#PolitiqueDeSanté
Cri silencieux...
À l'issue de 20 mois d'une période pandémique extraordinaire, l'expression de sentiments me paraît inéluctable.
Re-réveiller les consciences et évoquer une réalité crue me tarabustent les viscères au sens figuré comme propre.
Je ne peux, par honnêteté intellectuelle et éthique, relayer et relater uniquement des faits pour lesquels je suis directement confrontés.
Le tableau reste souvent éloigné des discours partisans, politiques ou médiatiques.
Ces constats édifiants marquent une dichotomie... /...
flagrantes et patentes avec la communication affichée par les édiles gouvernementales
Rétablir une volonté descriptive de tensions et de pressions s'accumulant ne peut irrémédiablement qu'aboutir à une profonde lassitude, désengagement ou retentissement psychologique.
Simplement, sur les hôpitaux nord parisien intra muros il y a un delta négatif de 500 IDE. Une étude, explicite et édifiante, montre que près de 50% des internes de l'AP-HP ont un usage régulier de psychotropes. Les politiques menées et l'inconsidération ouvrent.../...

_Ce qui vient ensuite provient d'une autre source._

/**
 * ============================================================================
 * LOG READER MODULE
 * ============================================================================
 *
 * PURPOSE: Read-only access to the system journal of one service
 *
 * The request is clamped to 1..=1000 lines and goes through the executor,
 * so the allow-list applies exactly as for control operations.
 *
 * ============================================================================
 */

use crate::error::{Result, ServiceError};
use crate::executor::{Executor, ServiceOp};
use chrono::{DateTime, Utc};
use serde::Serialize;

pub const MAX_LOG_LINES: usize = 1000;

#[derive(Debug, Clone, Serialize)]
pub struct ServiceLogs {
    pub service_name: String,
    pub lines: Vec<String>,
    pub timestamp: DateTime<Utc>,
}

pub fn clamp_lines(requested: Option<usize>, default: usize) -> usize {
    requested.unwrap_or(default).clamp(1, MAX_LOG_LINES)
}

pub async fn read_logs(executor: &Executor, name: &str, max_lines: usize) -> Result<ServiceLogs> {
    let known = executor.resolve(name)?;
    let max_lines = max_lines.clamp(1, MAX_LOG_LINES);

    log::debug!("Reading {} log lines for {}", max_lines, known.name);
    let result = executor
        .run_unprivileged(ServiceOp::ReadLogs(max_lines), known.name)
        .await?;

    if !result.success() {
        return Err(ServiceError::ExecutionFailed {
            service: known.name.to_string(),
            exit_code: result.exit_code,
            message: format!("Failed to read logs: {}", result.diagnostic_text()),
        });
    }

    Ok(ServiceLogs {
        service_name: known.name.to_string(),
        lines: executor.control().parse_logs(&result, max_lines),
        timestamp: Utc::now(),
    })
}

à une perte logique de motivation, une asthénie physique et psychique. Les mois antérieurs vécus sont profondément tatoués et ne s'effaceront jamais, les répercussions psycho-traumatiques restent terribles quand nos jours furent rythmés par les décès quotidiens.

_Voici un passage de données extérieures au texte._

#[cfg(test)]
mod tests {
    use super::*;
    use crate::catalogue::allowlist;
    use crate::executor::fake::FakeRunner;
    use crate::executor::platform::SystemdControl;

    struct Harness {
        coordinator: Arc<Coordinator>,
        runner: Arc<FakeRunner>,
        store: Arc<CatalogueStore>,
        bus: EventBus,
    }

    fn harness(tracked: &[&str]) -> Harness {
        harness_with_limit(tracked, 4)
    }

    fn harness_with_limit(tracked: &[&str], max_parallel_operations: usize) -> Harness {
        let bus = EventBus::new(64);
        let runner = Arc::new(FakeRunner::new());
        let executor = Arc::new(Executor::new(
            Arc::new(SystemdControl),
            runner.clone(),
            Duration::from_secs(30),
            100,
        ));
        let store = Arc::new(CatalogueStore::in_memory(bus.clone()));
        for name in tracked {
            store.add(name, name, "Other", None).unwrap();
        }
        let parts = CoordinatorParts {
            store: store.clone(),
            executor: executor.clone(),
            prober: Arc::new(StatusProber::new(executor, 4)),
            credentials: Arc::new(CredentialCache::new(Duration::from_secs(300))),
            ledger: Arc::new(StatusLedger::new()),
            locks: Arc::new(ServiceLocks::new()),
            bus: bus.clone(),
        };
        let coordinator = Coordinator::new(
            parts,
            max_parallel_operations,
            Duration::from_millis(500),
            Duration::from_millis(100),
        );
        Harness {
            coordinator: Arc::new(coordinator),
            runner,
            store,
            bus,
        }
    }

    fn status_changes(bus_events: Vec<ServiceEvent>) -> Vec<(String, ServiceState, ServiceState)> {
        bus_events
            .into_iter()
            .filter_map(|event| match event {
                ServiceEvent::StatusChanged {
                    service_name,
                    old_status,
                    new_status,
                    ..
                } => Some((service_name, old_status, new_status)),
                _ => None,
            })
            .collect()
    }

    #[tokio::test]
    async fn test_start_requires_then_uses_credential() {
        let h = harness(&["redis"]);
        let mut events = h.bus.subscribe();

        let err = h.coordinator.execute("redis", ControlAction::Start).await.unwrap_err();
        let pending = err.pending_action().cloned().unwrap();
        assert!(matches!(err, ServiceError::AuthenticationRequired(_)));
        assert_eq!(h.runner.control_calls(), 0);

        let waiting = h.coordinator.submit_credential(SecretString::from("secret"));
        assert_eq!(waiting.len(), 1);
        assert_eq!(waiting[0].id, pending.id);

        let result = h.coordinator.resume(pending.id).await.unwrap();
        assert!(result.success && result.confirmed);
        assert_eq!(result.updated_status.unwrap().state, ServiceState::Running);
        assert!(h.coordinator.pending_actions().is_empty());

        assert_eq!(
            status_changes(events.drain()),
            vec![("redis".to_string(), ServiceState::Stopped, ServiceState::Running)]
        );
    }

    #[tokio::test]
    async fn test_untracked_and_unknown_names_rejected_without_commands() {
        let h = harness(&["redis"]);
        h.coordinator.submit_credential(SecretString::from("secret"));

        for name in ["nginx", "sshd", "redis && reboot"] {
            let err = h.coordinator.execute(name, ControlAction::Start).await.unwrap_err();
            assert!(matches!(err, ServiceError::InvalidService(_)), "{name}");
        }
        assert_eq!(h.runner.calls(), 0);
    }

    #[tokio::test]
    async fn test_noop_start_issues_no_control_call_and_no_event() {
        let h = harness(&["redis"]);
        h.runner.set_running("redis.service");
        let mut events = h.bus.subscribe();

        let result = h.coordinator.execute("redis", ControlAction::Start).await.unwrap();
        assert!(result.success);
        assert_eq!(h.runner.control_calls(), 0);
        assert!(events.drain().is_empty());
    }

    #[tokio::test]
    async fn test_user_unit_needs_no_credential() {
        let h = harness(&["syncthing"]);
        assert!(!h.coordinator.requires_auth("syncthing").unwrap());

        let result = h.coordinator.execute("syncthing", ControlAction::Start).await.unwrap();
        assert!(result.success);
        assert_eq!(h.runner.history().last().unwrap()[0], "systemctl");
    }

    #[tokio::test(start_paused = true)]
    async fn test_credential_expiry_reprompts() {
        let h = harness(&["redis"]);
        h.coordinator.submit_credential(SecretString::from("secret"));

        tokio::time::advance(Duration::from_secs(120)).await;
        assert!(h.coordinator.execute("redis", ControlAction::Start).await.is_ok());

        tokio::time::advance(Duration::from_secs(301)).await;
        assert!(h.coordinator.requires_auth("redis").unwrap());
        assert!(matches!(
            h.coordinator.execute("redis", ControlAction::Stop).await,
            Err(ServiceError::AuthenticationRequired(_))
        ));
    }

    #[tokio::test]
    async fn test_rejected_credential_allows_exactly_one_retry() {
        let h = harness(&["redis"]);
        h.coordinator.submit_credential(SecretString::from("wrong"));

        let err = h.coordinator.execute("redis", ControlAction::Start).await.unwrap_err();
        let retry = match err {
            ServiceError::AuthenticationFailed { retry: Some(retry), .. } => retry,
            other => panic!("expected retryable AuthenticationFailed, got {other:?}"),
        };
        assert!(h.coordinator.requires_auth("redis").unwrap());

        h.coordinator.submit_credential(SecretString::from("still wrong"));
        let err = h.coordinator.resume(retry.id).await.unwrap_err();
        assert!(matches!(err, ServiceError::AuthenticationFailed { retry: None, .. }));
        assert!(h.coordinator.pending_actions().is_empty());
        assert_eq!(h.runner.state_of("redis.service"), "inactive");
    }

    #[tokio::test]
    async fn test_retry_with_correct_password_succeeds() {
        let h = harness(&["redis"]);
        h.coordinator.submit_credential(SecretString::from("wrong"));
        let err = h.coordinator.execute("redis", ControlAction::Start).await.unwrap_err();
        let retry = err.pending_action().cloned().unwrap();

        h.coordinator.submit_credential(SecretString::from("secret"));
        let result = h.coordinator.resume(retry.id).await.unwrap();
        assert!(result.success);
    }

    #[tokio::test]
    async fn test_execution_failure_surfaces_diagnostics() {
        let h = harness(&["redis"]);
        h.runner.fail_unit("redis.service");
        h.coordinator.submit_credential(SecretString::from("secret"));
        let mut events = h.bus.subscribe();

        let err = h.coordinator.execute("redis", ControlAction::Start).await.unwrap_err();
        match err {
            ServiceError::ExecutionFailed { exit_code, message, .. } => {
                assert_eq!(exit_code, Some(1));
                assert!(message.contains("control process exited"));
            }
            other => panic!("expected ExecutionFailed, got {other:?}"),
        }
        assert_eq!(
            status_changes(events.drain()),
            vec![("redis".to_string(), ServiceState::Stopped, ServiceState::Stopped)]
        );
        assert!(!h.coordinator.is_busy("redis"));
    }

    #[tokio::test(start_paused = true)]
    async fn test_unconfirmed_transition_reported() {
        let h = harness(&["redis"]);
        h.runner.sticky_unit("redis.service");
        h.coordinator.submit_credential(SecretString::from("secret"));

        let result = h.coordinator.execute("redis", ControlAction::Start).await.unwrap();
        assert!(result.success);
        assert!(!result.confirmed);
        assert!(result.message.contains("not confirmed"));
    }

    #[tokio::test(start_paused = true)]
    async fn test_timeout_not_retried() {
        let h = harness(&["redis"]);
        h.coordinator.submit_credential(SecretString::from("secret"));
        h.runner.hang_unit("redis.service");

        let err = h.coordinator.execute("redis", ControlAction::Restart).await.unwrap_err();
        assert!(matches!(err, ServiceError::Timeout { .. }));
        let restarts = h
            .runner
            .history()
            .iter()
            .filter(|argv| argv.iter().any(|a| a == "restart"))
            .count();
        assert_eq!(restarts, 1);
    }

    #[tokio::test(start_paused = true)]
    async fn test_same_service_operations_never_overlap() {
        let h = harness(&["redis"]);
        h.runner.set_delay(Duration::from_millis(200));
        h.coordinator.submit_credential(SecretString::from("secret"));

        let a = h.coordinator.clone();
        let b = h.coordinator.clone();
        let (start, stop) = tokio::join!(
            async move { a.execute("redis", ControlAction::Start).await },
            async move { b.execute("redis", ControlAction::Stop).await },
        );

        assert!(start.is_ok());
        assert!(stop.is_ok());
        assert!(!h.runner.saw_overlap());
        assert_eq!(h.runner.control_calls(), 2);
    }

    #[tokio::test]
    async fn test_stop_all_isolates_failures() {
        let h = harness(&["nginx", "redis", "mysql"]);
        for unit in ["nginx.service", "redis.service", "mysql.service"] {
            h.runner.set_running(unit);
        }
        h.runner.fail_unit("redis.service");
        h.coordinator.submit_credential(SecretString::from("secret"));

        let results = h.coordinator.stop_all(&BatchCancel::new()).await;
        let summary: Vec<_> = results.iter().map(|r| (r.service.as_str(), r.success)).collect();
        assert_eq!(summary, vec![("nginx", true), ("redis", false), ("mysql", true)]);
        assert!(results[1].diagnostics.is_some());
    }

    #[tokio::test(start_paused = true)]
    async fn test_stop_all_bounded_by_worker_pool() {
        let names = ["nginx", "redis", "mysql", "postgresql", "mongodb", "memcached"];
        let h = harness_with_limit(&names, 2);
        for name in names {
            h.runner.set_running(allowlist::resolve(name).unwrap().unit);
        }
        h.runner.set_delay(Duration::from_millis(200));
        h.coordinator.submit_credential(SecretString::from("secret"));

        let results = h.coordinator.stop_all(&BatchCancel::new()).await;

        assert_eq!(results.len(), 6);
        assert!(results.iter().all(|r| r.success && r.confirmed));
        assert_eq!(h.runner.control_calls(), 6);
        assert_eq!(h.runner.peak_control_concurrency(), 2);
    }

    #[tokio::test]
    async fn test_stop_all_with_nothing_tracked() {
        let h = harness(&[]);
        let mut events = h.bus.subscribe();

        assert!(h.coordinator.stop_all(&BatchCancel::new()).await.is_empty());
        assert!(events.drain().is_empty());
        assert_eq!(h.runner.calls(), 0);
    }

    #[tokio::test]
    async fn test_start_many_aligned_with_input() {
        let h = harness(&["nginx", "redis"]);
        h.coordinator.submit_credential(SecretString::from("secret"));

        let names = vec!["redis".to_string(), "kafka".to_string(), "nginx".to_string()];
        let results = h.coordinator.start_many(&names, &BatchCancel::new()).await;

        let summary: Vec<_> = results.iter().map(|r| (r.service.as_str(), r.success)).collect();
        assert_eq!(summary, vec![("redis", true), ("kafka", false), ("nginx", true)]);
        assert!(h.store.contains("redis"));
    }

    #[tokio::test]
    async fn test_cancelled_batch_runs_nothing() {
        let h = harness(&["nginx", "redis"]);
        h.coordinator.submit_credential(SecretString::from("secret"));
        let cancel = BatchCancel::new();
        cancel.cancel();

        let names = vec!["nginx".to_string(), "redis".to_string()];
        let results = h.coordinator.start_many(&names, &cancel).await;
        assert!(results.iter().all(|r| !r.success && r.message == "cancelled"));
        assert_eq!(h.runner.control_calls(), 0);
    }

    #[tokio::test]
    async fn test_event_follows_result() {
        let h = harness(&["redis"]);
        h.coordinator.submit_credential(SecretString::from("secret"));
        let mut events = h.bus.subscribe();

        let result = h.coordinator.execute("redis", ControlAction::Start).await.unwrap();
        assert!(result.success);

        match events.try_recv() {
            Some(ServiceEvent::StatusChanged { old_status, new_status, .. }) => {
                assert_eq!(old_status, ServiceState::Stopped);
                assert_eq!(new_status, ServiceState::Running);
            }
            other => panic!("expected StatusChanged, got {other:?}"),
        }
    }
}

Les légitimes interrogations de la population dans la cacophonie médiatique, scientifique et politique ont ajouté aux pressions journalières.
Les bureaucrates de la santé reprennent leurs litanies sur des objectifs chiffrés comme si cela n'avait été qu'une simple parenthèse.
J'enrichirai ce fil au gré de mon état d'esprit et de mes capacités morales.